In the meantime, the FBA continues to urge Congress to approve the courts' budget request of $7.2 billion for FY2013. That request represents only a 3.1 percent increase—the smallest the judiciary has ever requested—and does not include any funding for additional support staff to address the court's workload needs, despite the fact that staffing levels are only at 80 percent of what the court considers necessary. Congress did not increase the court's funding last year, causing the courts to cut nearly 1,100 employee positions. If there is another flat budget next year, federal court officials believe they will have to shed another 1,000 positions.

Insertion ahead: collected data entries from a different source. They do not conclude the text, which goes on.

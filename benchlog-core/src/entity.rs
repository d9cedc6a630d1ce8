//! The `Entity` trait: what every stored lab entity can do.
//!
//! Each entity comes in three shapes:
//! - the stored row (`Equipment`), carrying the id and timestamps
//! - a draft (`EquipmentDraft`), the create payload; unknown fields such as a
//!   caller-supplied `id` are ignored so ids are always issued by storage
//! - a patch (`EquipmentPatch`), the sparse update payload where every field
//!   is optional and absent fields keep their previous value

use serde::de::DeserializeOwned;
use serde::Serialize;
use std::fmt::Debug;

use crate::{EntityKind, ListOrder, RowId, Timestamp, ValidationError};

/// A stored lab entity with a storage-issued integer id.
pub trait Entity: Clone + Debug + Serialize + DeserializeOwned + Send + Sync + 'static {
    /// Create payload.
    type Draft: Clone + Debug + Default + Serialize + DeserializeOwned + Send + Sync + 'static;
    /// Sparse update payload.
    type Patch: Clone + Debug + Default + DeserializeOwned + Send + Sync + 'static;

    const KIND: EntityKind;
    const ORDER: ListOrder;
    /// Column holding the label (`name` or `title`).
    const LABEL_FIELD: &'static str;
    /// Every data column except `id`, `created_at` and `updated_at`.
    const FIELDS: &'static [&'static str];

    fn id(&self) -> RowId;
    fn label(&self) -> &str;
    fn created_at(&self) -> Timestamp;

    /// Build a fresh row from a draft.
    fn from_draft(id: RowId, draft: Self::Draft, now: Timestamp) -> Self;

    /// Overwrite only the fields present in the patch.
    fn apply_patch(&mut self, patch: Self::Patch, now: Timestamp);

    /// Overwrite every field except `id` and `created_at`.
    fn replace(&mut self, draft: Self::Draft, now: Timestamp);

    fn check_draft(draft: &Self::Draft) -> Result<(), ValidationError>;
    fn check_patch(patch: &Self::Patch) -> Result<(), ValidationError>;
}

/// Sort rows into the entity's natural listing order.
pub fn sort_for_listing<E: Entity>(rows: &mut [E]) {
    match E::ORDER {
        ListOrder::NewestFirst => rows.sort_by(|a, b| b.id().cmp(&a.id())),
        ListOrder::ByLabel => {
            rows.sort_by(|a, b| a.label().cmp(b.label()).then(a.id().cmp(&b.id())))
        }
    }
}

pub(crate) fn require_label(field: &str, value: &str) -> Result<(), ValidationError> {
    if value.trim().is_empty() {
        return Err(ValidationError::RequiredFieldMissing {
            field: field.to_string(),
        });
    }
    Ok(())
}
//! Serde helpers for sparse update payloads.

use serde::{Deserialize, Deserializer};

/// Wrap any present value in `Some`, so a missing field (via `#[serde(default)]`)
/// and an explicit `null` stay distinguishable for `Option<Option<T>>` fields.
pub fn deserialize_some<'de, T, D>(deserializer: D) -> Result<Option<T>, D::Error>
where
    T: Deserialize<'de>,
    D: Deserializer<'de>,
{
    T::deserialize(deserializer).map(Some)
}

#[cfg(test)]
mod tests {
    use super::*;

    #[derive(Debug, Default, Deserialize)]
    struct Sparse {
        #[serde(default, deserialize_with = "deserialize_some")]
        sop_id: Option<Option<i64>>,
    }

    #[test]
    fn test_absent_null_and_value_are_distinct() -> Result<(), serde_json::Error> {
        let absent: Sparse = serde_json::from_str("{}")?;
        let null: Sparse = serde_json::from_str(r#"{"sop_id": null}"#)?;
        let value: Sparse = serde_json::from_str(r#"{"sop_id": 4}"#)?;

        assert_eq!(absent.sop_id, None);
        assert_eq!(null.sop_id, Some(None));
        assert_eq!(value.sop_id, Some(Some(4)));
        Ok(())
    }
}
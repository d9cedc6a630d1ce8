//! OpenAPI Specification Generator Binary
//!
//! Writes the Benchlog OpenAPI specification as JSON to stdout.
//!
//! Usage:
//!   cargo run -p benchlog-api --bin generate-openapi --features openapi > openapi.json

use benchlog_api::ApiDoc;

fn main() {
    match ApiDoc::to_json() {
        Ok(json) => println!("{}", json),
        Err(e) => {
            eprintln!("Failed to serialize OpenAPI spec: {}", e);
            std::process::exit(1);
        }
    }
}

The House and Senate appropriations committees already have arrived at starkly different FY2013 funding levels for the federal courts. The House bill cuts funding below this year's current figure. It provides only $6.5 billion, 10 percent less than requested by the federal judiciary. The House measure provides moderate funding increases for security requirements, but reduces funding for court and chambers operations. The Senate bill, which the FBA supports, increases funding for the courts and provides nearly 3 percent more than the current year's funding, which is just a fraction below the courts' budget request. The increases in funding are primarily earmarked for the courts' mandatory programs, increased rental payments, and base requirements. In a recent letter to Congressional leaders, FBA President Fern Bomchill pointed to the necessity for adequate funding for the federal courts, saying:

The Judiciary … does not distribute grants, and it certainly has no option to close the door to newly filed cases. New laws and the weakened economy have increased the Judiciary's workload. Over the past thirty years, hundreds of new federal laws have increased the jurisdiction of the federal courts, resulting in rapid caseload growth in both the civil and criminal arena; in fact, the workload relating to criminal filings, appeals and probation has more than doubled since 1980. Over the same period, bankruptcy filings have grown four-fold, criminal defense representations in the Defender Services program are five times greater, and pretrial services are six times larger.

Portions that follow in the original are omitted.